Enquanto Campina Grande e Caruaru entram oficialmente, nesta segunda-feira (1º), no calendário do São João 2026, o forró já mostra que ultrapassou há muito tempo os limites do Nordeste. Em meio à expectativa para o início das maiores festas juninas do país, uma reportagem da Deutsche Welle (DW) revelou um fenômeno cada vez mais evidente: o ritmo nordestino vem conquistando espaço em diversos países da Europa, especialmente na Alemanha, onde já existe uma verdadeira cena cultural organizada em torno do gênero.
O que durante décadas foi visto apenas como uma manifestação regional brasileira hoje movimenta festivais internacionais, escolas de dança, workshops e encontros que atraem milhares de estrangeiros interessados em aprender os passos e entender a cultura nordestina. Segundo a reportagem, a Alemanha concentra quase metade dos festivais de forró realizados na Europa. Em 2024, eram cerca de 65 eventos espalhados pelo continente.
Um dos principais responsáveis por essa expansão é o brasileiro Ayo Barbosa, organizador do Miudinho Festival, realizado anualmente em Berlim. O evento reúne aproximadamente mil participantes, e um dado chama atenção: apenas entre 15% e 20% do público é formado por brasileiros.
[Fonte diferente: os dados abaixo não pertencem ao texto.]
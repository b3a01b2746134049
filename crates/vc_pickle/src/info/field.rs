use core::any::{Any, type_name};
use std::sync::Arc;

use crate::error::PickleError;
use crate::info::{TypeDescriptor, Typed};
use crate::reflect::Reflect;

/// Reads a field out of its owner, passed as `&dyn Any`.
pub type Getter = Arc<dyn Fn(&dyn Any) -> Option<&dyn Reflect> + Send + Sync>;

/// Writes a field into its owner, passed as `&mut dyn Any`.
pub type Setter =
    Arc<dyn Fn(&mut dyn Any, Box<dyn Reflect>) -> Result<(), PickleError> + Send + Sync>;

// Pins the higher-ranked signature on closures.
fn getter<G>(g: G) -> Getter
where
    G: for<'a> Fn(&'a dyn Any) -> Option<&'a dyn Reflect> + Send + Sync + 'static,
{
    Arc::new(g)
}

fn setter<S>(s: S) -> Setter
where
    S: Fn(&mut dyn Any, Box<dyn Reflect>) -> Result<(), PickleError> + Send + Sync + 'static,
{
    Arc::new(s)
}

fn owner_mismatch<T>() -> PickleError {
    PickleError::mismatch(type_name::<T>(), "<field owner>")
}

/// How a field can be reached.
#[derive(Debug, Clone, Copy, PartialEq, Eq, Hash)]
pub enum Accessibility {
    /// Read and written directly.
    Public,
    /// Read and written through accessor methods.
    Reflective,
    /// No accessor at all. The field is never written and never read.
    Inaccessible,
}

// -----------------------------------------------------------------------------
// FieldDescriptor

/// One field of a record.
#[derive(Clone)]
pub struct FieldDescriptor {
    name: &'static str,
    declared: fn() -> &'static TypeDescriptor,
    access: Accessibility,
    getter: Option<Getter>,
    setter: Option<Setter>,
    param: Option<usize>,
    erased: bool,
}

impl FieldDescriptor {
    /// A field reached through plain references.
    pub fn public<T, F>(
        name: &'static str,
        get: impl Fn(&T) -> &F + Send + Sync + 'static,
        get_mut: impl Fn(&mut T) -> &mut F + Send + Sync + 'static,
    ) -> Self
    where
        T: Any,
        F: Reflect + Typed,
    {
        Self {
            name,
            declared: F::descriptor,
            access: Accessibility::Public,
            getter: Some(getter(move |owner: &dyn Any| {
                owner
                    .downcast_ref::<T>()
                    .map(|owner| get(owner) as &dyn Reflect)
            })),
            setter: Some(setter(move |owner: &mut dyn Any, value: Box<dyn Reflect>| {
                let owner = owner.downcast_mut::<T>().ok_or_else(owner_mismatch::<T>)?;
                *get_mut(owner) = value.take::<F>()?;
                Ok(())
            })),
            param: None,
            erased: false,
        }
    }

    /// A field reached through a getter and a setter method.
    pub fn accessor<T, F>(
        name: &'static str,
        get: impl Fn(&T) -> &F + Send + Sync + 'static,
        set: impl Fn(&mut T, F) + Send + Sync + 'static,
    ) -> Self
    where
        T: Any,
        F: Reflect + Typed,
    {
        Self {
            name,
            declared: F::descriptor,
            access: Accessibility::Reflective,
            getter: Some(getter(move |owner: &dyn Any| {
                owner
                    .downcast_ref::<T>()
                    .map(|owner| get(owner) as &dyn Reflect)
            })),
            setter: Some(setter(move |owner: &mut dyn Any, value: Box<dyn Reflect>| {
                let owner = owner.downcast_mut::<T>().ok_or_else(owner_mismatch::<T>)?;
                set(owner, value.take::<F>()?);
                Ok(())
            })),
            param: None,
            erased: false,
        }
    }

    /// A field without any accessor.
    pub fn inaccessible<F: Typed + ?Sized>(name: &'static str) -> Self {
        Self {
            name,
            declared: F::descriptor,
            access: Accessibility::Inaccessible,
            getter: None,
            setter: None,
            param: None,
            erased: false,
        }
    }

    /// Marks the field's type as an erased generic parameter.
    ///
    /// Records with such a field are never constructor-injected.
    #[inline]
    pub fn erased(mut self) -> Self {
        self.erased = true;
        self
    }

    /// Drops the setter, leaving the field writable only through a constructor.
    #[inline]
    pub fn read_only(mut self) -> Self {
        self.setter = None;
        self
    }

    #[inline]
    pub fn name(&self) -> &'static str {
        self.name
    }

    /// The declared type of the field.
    #[inline]
    pub fn declared(&self) -> &'static TypeDescriptor {
        (self.declared)()
    }

    #[inline]
    pub fn access(&self) -> Accessibility {
        self.access
    }

    #[inline]
    pub fn is_readable(&self) -> bool {
        self.getter.is_some()
    }

    #[inline]
    pub fn is_writable(&self) -> bool {
        self.setter.is_some()
    }

    #[inline]
    pub fn getter(&self) -> Option<&Getter> {
        self.getter.as_ref()
    }

    #[inline]
    pub fn setter(&self) -> Option<&Setter> {
        self.setter.as_ref()
    }

    /// Index of the constructor parameter with the same name, if any.
    #[inline]
    pub fn param(&self) -> Option<usize> {
        self.param
    }

    #[inline]
    pub fn is_erased_param(&self) -> bool {
        self.erased
    }

    #[inline]
    pub fn may_participate_in_cycle(&self) -> bool {
        self.declared().may_participate_in_cycle()
    }

    /// Reads the field of `owner`.
    #[inline]
    pub fn get<'a>(&self, owner: &'a dyn Any) -> Option<&'a dyn Reflect> {
        self.getter.as_ref().and_then(|getter| getter(owner))
    }

    pub(crate) fn set_param(&mut self, param: Option<usize>) {
        self.param = param;
    }

    /// Re-roots the field of a base record onto a record that embeds it.
    pub(crate) fn project<T: Any, B: Any>(
        &self,
        project: &Arc<dyn Fn(&T) -> &B + Send + Sync>,
        project_mut: &Arc<dyn Fn(&mut T) -> &mut B + Send + Sync>,
    ) -> Self {
        let getter = self.getter.clone().map(|inner| {
            let project = Arc::clone(project);
            getter(move |owner: &dyn Any| {
                let owner = owner.downcast_ref::<T>()?;
                inner(project(owner) as &dyn Any)
            })
        });
        let setter = self.setter.clone().map(|inner| {
            let project_mut = Arc::clone(project_mut);
            setter(move |owner: &mut dyn Any, value: Box<dyn Reflect>| {
                let owner = owner.downcast_mut::<T>().ok_or_else(owner_mismatch::<T>)?;
                inner(project_mut(owner) as &mut dyn Any, value)
            })
        });
        Self {
            getter,
            setter,
            param: None,
            ..self.clone()
        }
    }
}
A maioria dos participantes vem da própria Alemanha e de países como França, Inglaterra, Espanha, Portugal e Polônia.
Mais curioso ainda é perceber que o interesse dos europeus não se limita à música. Os festivais funcionam como uma verdadeira imersão cultural. Além das aulas de dança, os participantes têm contato com a gastronomia, a musicalidade e diversos elementos da identidade brasileira, tendo o Nordeste como principal vitrine cultural.
A matéria destaca ainda que um dos primeiros grandes festivais de forró fora do Brasil surgiu justamente na Alemanha. O Forró de Domingo teve sua primeira edição em 2008, na cidade de Stuttgart, ajudando a abrir caminho para dezenas de outros eventos que surgiriam nos anos seguintes.
Outro aspecto que chama atenção é a forma como os estrangeiros enxergam o forró. Muitos relatam que a dança tem uma característica inclusiva e espontânea, diferente de modalidades mais rígidas e coreografadas. A ideia de improvisação, acolhimento e interação social aparece frequentemente nos depoimentos de alunos europeus que passaram a frequentar as aulas.
A definição mais simbólica talvez venha do próprio Ayo Barbosa. Segundo ele, o forró funciona como uma “porta aberta”, um ambiente onde sempre cabe mais alguém. Talvez esteja justamente aí uma das explicações para o sucesso do ritmo fora do Brasil.
Enquanto sanfonas, zabumbas e triângulos começam a ecoar oficialmente pelos parques do povo e pelos arraiais nordestinos, a notícia que chega da Europa serve como um lembrete poderoso: aquilo que nasceu nos terreiros, feiras e festas populares do Nordeste já se transformou em patrimônio afetivo de gente espalhada por vários continentes.
E se o São João continua tendo seu coração em Campina Grande e Caruaru, o forró já aprendeu a dançar em vários idiomas.